Activists and the plaintiffs’ bar complain regularly about the Roberts Court’s “bias” in favor of business.
WLF’s Chairman addressed this canard last spring in The Washington Examiner, showing that the claim is not only misguided, but potentially pernicious (would the activists prefer the court be anti-business? This seems especially odd in our current period of economic difficulty).
Since this op-ed, the evidence against the activists’ claim has only grown. Consider this March 1 post by Josh Blackman titled, “The Pro-Business Roberts Court is Striking Out.”
- In FCC v. AT&T Inc. Chief Justice Roberts, the great illusionist, wrote for a unanimous Court that corporations do not possess personal privacy rights under FOIA.
- In Henderson v.
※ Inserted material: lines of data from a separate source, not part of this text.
//! Per-crafter, per-discipline session memory.
//!
//! The crafting menu remembers what a crafter last made, with which
//! material, and their mark and colour preferences. Contexts live only as
//! long as the [`ContextStore`] holding them.

use std::collections::{BTreeMap, VecDeque};

use artisan_types::{CrafterId, DisciplineId, ItemType, MarkOption, Message};

use crate::catalog::CraftCatalog;
use crate::resolution::AttemptReport;

/// How many recently crafted items a context remembers.
pub const MAX_RECENT_ITEMS: usize = 10;

/// One crafter's memory of one discipline.
#[derive(Debug, Clone, Default, PartialEq, Eq)]
pub struct CraftContext {
    recent: VecDeque<ItemType>,
    last_material: Option<ItemType>,
    last_category: Option<Message>,
    mark: MarkOption,
    do_not_color: bool,
}

impl CraftContext {
    /// An empty context with the default preferences.
    pub fn new() -> Self {
        Self::default()
    }

    /// Recently crafted items, most recent first.
    pub fn recent_items(&self) -> impl Iterator<Item = &ItemType> {
        self.recent.iter()
    }

    /// The most recently crafted item.
    pub fn last_item(&self) -> Option<&ItemType> {
        self.recent.front()
    }

    /// Material chosen for the last successful attempt.
    pub const fn last_material(&self) -> Option<&ItemType> {
        self.last_material.as_ref()
    }

    /// Menu category of the last successful attempt.
    pub const fn last_category(&self) -> Option<&Message> {
        self.last_category.as_ref()
    }

    /// Maker's mark preference.
    pub const fn mark_option(&self) -> MarkOption {
        self.mark
    }

    /// Whether crafted items keep their default colour.
    pub const fn do_not_color(&self) -> bool {
        self.do_not_color
    }

    /// Change the mark preference.
    pub const fn set_mark_option(&mut self, mark: MarkOption) {
        self.mark = mark;
    }

    /// Change the colour preference.
    pub const fn set_do_not_color(&mut self, do_not_color: bool) {
        self.do_not_color = do_not_color;
    }

    /// Choose a material for the next attempt.
    pub fn set_material(&mut self, material: Option<ItemType>) {
        self.last_material = material;
    }

    /// Remember a crafted item, moving it to the front if already present.
    pub fn on_made(&mut self, item: ItemType) {
        self.recent.retain(|existing| *existing != item);
        self.recent.push_front(item);
        self.recent.truncate(MAX_RECENT_ITEMS);
    }

    /// Fold an attempt into the context. Only successful attempts are
    /// remembered.
    pub fn record_attempt(&mut self, report: &AttemptReport, catalog: &CraftCatalog) {
        if report.failed {
            return;
        }
        if let Some(recipe) = catalog.recipe(report.recipe) {
            self.last_category = Some(recipe.category.clone());
        }
        self.last_material = Some(report.material.clone());
        self.on_made(report.target.clone());
    }
}

/// Contexts for every crafter and discipline.
#[derive(Debug, Clone, Default)]
pub struct ContextStore {
    contexts: BTreeMap<(CrafterId, DisciplineId), CraftContext>,
}

impl ContextStore {
    /// An empty store.
    pub fn new() -> Self {
        Self::default()
    }

    /// The context for `crafter` in `discipline`, if one exists.
    pub fn get(&self, crafter: CrafterId, discipline: DisciplineId) -> Option<&CraftContext> {
        self.contexts.get(&(crafter, discipline))
    }

    /// The context for `crafter` in `discipline`, created empty on first use.
    pub fn get_or_insert(&mut self, crafter: CrafterId, discipline: DisciplineId) -> &mut CraftContext {
        self.contexts.entry((crafter, discipline)).or_default()
    }

    /// Forget everything about `crafter`, e.g. on logout.
    pub fn remove_crafter(&mut self, crafter: CrafterId) -> usize {
        let before = self.contexts.len();
        self.contexts.retain(|(owner, _), _| *owner != crafter);
        before.saturating_sub(self.contexts.len())
    }

    /// Number of stored contexts.
    pub fn len(&self) -> usize {
        self.contexts.len()
    }

    /// Whether no contexts are stored.
    pub fn is_empty(&self) -> bool {
        self.contexts.is_empty()
    }
}

#[cfg(test)]
#[allow(clippy::unwrap_used)]
mod tests {
    use artisan_types::QualityTier;
    use rust_decimal::Decimal;

    use super::*;
    use crate::recipe::{RecipeDefinition, RecipeIndex, SkillWindow};
    use crate::resource::ResourceSpec;

    fn report(target: &str, failed: bool) -> AttemptReport {
        AttemptReport {
            recipe: RecipeIndex(0),
            target: ItemType::new(target),
            material: ItemType::new("CopperIngot"),
            chance: Decimal::ONE,
            failed,
            lost_material: false,
            tool_broken: false,
            quality: (!failed).then_some(QualityTier::Normal),
            makers_mark: false,
            item: None,
            hue: None,
            consumed: Vec::new(),
            messages: Vec::new(),
            effects: Vec::new(),
        }
    }

    fn catalog() -> CraftCatalog {
        let mut catalog = CraftCatalog::new(DisciplineId::Tinkering);
        catalog
            .add_recipe(RecipeDefinition::new(
                "Spoon",
                "Utensils",
                "Spoon",
                SkillWindow::new(Decimal::ZERO, Decimal::ONE_HUNDRED).unwrap(),
                ResourceSpec::new("IronIngot", "Ingots", 1, "Not enough ingots.").unwrap(),
            ))
            .unwrap()
            .finish();
        catalog
    }

    #[test]
    fn recent_items_are_most_recent_first_without_duplicates() {
        let mut context = CraftContext::new();
        context.on_made(ItemType::new("Spoon"));
        context.on_made(ItemType::new("Fork"));
        context.on_made(ItemType::new("Spoon"));

        let recent: Vec<&str> = context.recent_items().map(ItemType::as_str).collect();
        assert_eq!(recent, vec!["Spoon", "Fork"]);
    }

    #[test]
    fn recent_items_are_bounded() {
        let mut context = CraftContext::new();
        for n in 0..15 {
            context.on_made(ItemType::new(format!("Item{n}")));
        }
        assert_eq!(context.recent_items().count(), MAX_RECENT_ITEMS);
        assert_eq!(context.last_item().map(ItemType::as_str), Some("Item14"));
    }

    #[test]
    fn only_successes_are_recorded() {
        let catalog = catalog();
        let mut context = CraftContext::new();
        context.record_attempt(&report("Spoon", true), &catalog);
        assert_eq!(context.last_item(), None);

        context.record_attempt(&report("Spoon", false), &catalog);
        assert_eq!(context.last_item().map(ItemType::as_str), Some("Spoon"));
        assert_eq!(context.last_material().map(ItemType::as_str), Some("CopperIngot"));
        assert_eq!(context.last_category(), Some(&Message::text("Utensils")));
    }

    #[test]
    fn store_is_keyed_by_crafter_and_discipline() {
        let mut store = ContextStore::new();
        let alice = CrafterId::new();
        let bob = CrafterId::new();

        store
            .get_or_insert(alice, DisciplineId::Tinkering)
            .set_mark_option(MarkOption::Mark);
        store.get_or_insert(alice, DisciplineId::Blacksmithy);
        store.get_or_insert(bob, DisciplineId::Tinkering);

        assert_eq!(
            store.get(alice, DisciplineId::Tinkering).map(CraftContext::mark_option),
            Some(MarkOption::Mark)
        );
        assert_eq!(
            store.get(bob, DisciplineId::Tinkering).map(CraftContext::mark_option),
            Some(MarkOption::DoNotMark)
        );
        assert_eq!(store.remove_crafter(alice), 2);
        assert_eq!(store.len(), 1);
        assert!(store.get(alice, DisciplineId::Tinkering).is_none());
    }
}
Shinseki, Justice Alito writing for a unanimous Court found that a statute of limitations applied to veterans filing appeals is not jurisdictional, thus leaving open such options as “equitable tolling.”
- In Staub v. Proctor Hospital, Justice Scalia writing for 6 members expanded the ability of employees to sue their employers under USERRA under the “cat’s paw” theory. Justice Alito, joined by Justice Thomas, concurred in judgment, and would have reached the same result through reference to the statutory text, rather than to principles of agency law.
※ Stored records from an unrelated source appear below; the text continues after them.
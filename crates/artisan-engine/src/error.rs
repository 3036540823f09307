//! Error types for the artisan-engine crate.
//!
//! Two families live here. Construction errors ([`CatalogError`],
//! [`RegistryError`]) are programmer errors raised while disciplines are
//! initialised at server start; they are fatal and never reach a player.
//! Attempt errors ([`AttemptError`]) are raised while a player crafts; each
//! one carries the message the player is shown and aborts the attempt before
//! anything is consumed.
//!
//! A failed craft roll is not an error: it is an
//! [`AttemptReport`](crate::resolution::AttemptReport) with `failed == true`.

use artisan_types::{DisciplineId, ItemType, Message};
use rust_decimal::Decimal;

use crate::recipe::RecipeIndex;

// ---------------------------------------------------------------------------
// Construction errors
// ---------------------------------------------------------------------------

/// Errors raised while building a [`CraftCatalog`](crate::catalog::CraftCatalog).
#[derive(Debug, Clone, PartialEq, Eq, thiserror::Error)]
pub enum CatalogError {
    /// A recipe for this target type is already registered.
    #[error("duplicate recipe for target {0}")]
    DuplicateRecipe(ItemType),

    /// The index does not refer to a recipe returned by a prior `add_recipe`.
    #[error("unknown recipe index {index} (catalog holds {len} recipes)")]
    UnknownRecipeIndex {
        /// The offending index.
        index: usize,
        /// Number of recipes in the catalog.
        len: usize,
    },

    /// A resource requirement asked for zero units.
    #[error("resource {0} must require a positive quantity")]
    ZeroQuantity(ItemType),

    /// A skill window whose minimum exceeds its maximum.
    #[error("invalid skill window: min {min} exceeds max {max}")]
    InvalidSkillWindow {
        /// Lower bound.
        min: Decimal,
        /// Upper bound.
        max: Decimal,
    },

    /// A sub-resource table was built without any tiers.
    #[error("sub-resource table for {0} has no tiers")]
    EmptySubResourceTable(ItemType),

    /// A tier's minimum skill is lower than the tier before it.
    #[error("sub-resource tier {material} (min {min_skill}) is below the previous tier (min {previous})")]
    TiersOutOfOrder {
        /// The out-of-order material.
        material: ItemType,
        /// Its minimum skill.
        min_skill: Decimal,
        /// The previous tier's minimum skill.
        previous: Decimal,
    },

    /// The same material appears twice in one table.
    #[error("sub-resource material {0} listed twice")]
    DuplicateTier(ItemType),

    /// The table's base material is not one of its tiers.
    #[error("sub-resource table base {0} is not one of its tiers")]
    MissingBaseTier(ItemType),

    /// A table for this base material is already registered.
    #[error("duplicate sub-resource table for base {0}")]
    DuplicateSubResource(ItemType),
}

/// Errors raised while assembling the discipline registry.
#[derive(Debug, Clone, PartialEq, Eq, thiserror::Error)]
pub enum RegistryError {
    /// The discipline is already registered.
    #[error("discipline {0} registered twice")]
    DuplicateDiscipline(DisciplineId),

    /// No discipline with this id is registered.
    #[error("discipline {0} is not registered")]
    UnknownDiscipline(DisciplineId),

    /// The catalog and policy disagree about which discipline they belong to.
    #[error("catalog for {catalog} paired with policy for {policy}")]
    MismatchedDiscipline {
        /// The catalog's discipline.
        catalog: DisciplineId,
        /// The policy's discipline.
        policy: DisciplineId,
    },

    /// A discipline's catalog failed to build.
    #[error("catalog error: {0}")]
    Catalog(#[from] CatalogError),
}

// ---------------------------------------------------------------------------
// Attempt errors
// ---------------------------------------------------------------------------

/// Why a discipline's validation gate rejected an attempt.
#[derive(Debug, Clone, Copy, PartialEq, Eq, Hash)]
pub enum ValidationKind {
    /// The tool is missing, deleted, or has no uses left.
    ToolWornOut,
    /// The tool is not carried by the crafter.
    ToolNotOnPerson,
    /// The crafter is not near a required station or not inside a required
    /// area.
    AmbientRequirement,
    /// The crafter has not learned the discipline (lore flag or minimum
    /// skill) or the recipe.
    PrerequisiteUnmet,
}

/// A rejected validation gate, with the message the player sees.
#[derive(Debug, Clone, PartialEq, Eq, thiserror::Error)]
#[error("{kind:?}: {message}")]
pub struct ValidationFailure {
    /// Category of the rejection.
    pub kind: ValidationKind,
    /// Message delivered to the crafter.
    pub message: Message,
}

impl ValidationFailure {
    /// Build a failure from a kind and a message.
    pub fn new(kind: ValidationKind, message: impl Into<Message>) -> Self {
        Self {
            kind,
            message: message.into(),
        }
    }
}

/// Errors reported by host collaborators (inventory, item creation).
#[derive(Debug, Clone, PartialEq, Eq, thiserror::Error)]
pub enum HostError {
    /// The inventory holds fewer units than the engine tried to consume.
    #[error("insufficient stock: wanted {requested} of {material} but only have {available}")]
    InsufficientStock {
        /// The material.
        material: ItemType,
        /// Units requested.
        requested: u32,
        /// Units held.
        available: u32,
    },

    /// The host refused the operation for its own reasons.
    #[error("host rejected operation: {0}")]
    Rejected(String),
}

/// Result of checking a held material against a sub-resource table.
#[derive(Debug, Clone, PartialEq, Eq, thiserror::Error)]
pub enum SubResourceError {
    /// The material is not a tier of this table.
    #[error("material {0} is not part of this sub-resource family")]
    NotInFamily(ItemType),

    /// The crafter's skill is below the tier's minimum.
    #[error("material {material} requires {required} skill, crafter has {skill}")]
    InsufficientSkill {
        /// The material.
        material: ItemType,
        /// Tier minimum skill.
        required: Decimal,
        /// The crafter's skill.
        skill: Decimal,
        /// Message for the crafter.
        message: Message,
    },
}

/// Errors that abort a crafting attempt before any resource is touched.
///
/// Every variant is recovered at the command boundary: the engine has already
/// delivered [`AttemptError::message`] to the crafter when it returns one.
#[derive(Debug, Clone, PartialEq, Eq, thiserror::Error)]
pub enum AttemptError {
    /// The requested recipe index is not in the discipline's catalog.
    #[error("unknown recipe {0}")]
    UnknownRecipe(RecipeIndex),

    /// The discipline's validation gate rejected the attempt.
    #[error("validation failed: {0}")]
    Validation(#[from] ValidationFailure),

    /// The crafter lacks a fixed resource.
    #[error("insufficient {material}: need {required}, have {available}")]
    InsufficientResource {
        /// The missing material.
        material: ItemType,
        /// Units required.
        required: u32,
        /// Units held.
        available: u32,
        /// Message for the crafter.
        message: Message,
    },

    /// The crafter holds none (or not enough) of the chosen material tier, or
    /// the chosen material is not part of the recipe's family.
    #[error("insufficient sub-resource {material}")]
    InsufficientSubResource {
        /// The chosen material.
        material: ItemType,
        /// Message for the crafter.
        message: Message,
    },

    /// The crafter holds the material but lacks the skill to work it.
    #[error("insufficient skill for {material}: need {required}, have {skill}")]
    InsufficientSkillForMaterial {
        /// The chosen material.
        material: ItemType,
        /// Tier minimum skill.
        required: Decimal,
        /// The crafter's skill.
        skill: Decimal,
        /// Message for the crafter.
        message: Message,
    },

    /// A host collaborator failed while the engine was consuming or creating.
    #[error("host error: {0}")]
    Host(#[from] HostError),
}

impl AttemptError {
    /// The message the crafter is shown for this error.
    pub fn message(&self) -> Message {
        match self {
            Self::UnknownRecipe(_) | Self::Host(_) => Message::text(self.to_string()),
            Self::Validation(failure) => failure.message.clone(),
            Self::InsufficientResource { message, .. }
            | Self::InsufficientSubResource { message, .. }
            | Self::InsufficientSkillForMaterial { message, .. } => message.clone(),
        }
    }
}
- Last week in Williamson v. Mazda Motor of America, Inc., the Court unanimously found that a California car-safety law was not pre-empted.
- In January in Thompson v. North American Stainless, LP, Justice Scalia wrote for a unanimous Court, and found that Title VII’s ban on workplace retaliation against an employee who challenges discrimination also protects a co-worker who is a relative or close associate of the targeted employee.
True, the Roberts Court has also handed down decisions which create a more positive atmosphere for free enterprise (including, most recently, Brusewitz v. Wyeth), but as Blackman has displayed, the Court has no knee-jerk predisposition towards the business side of any given case.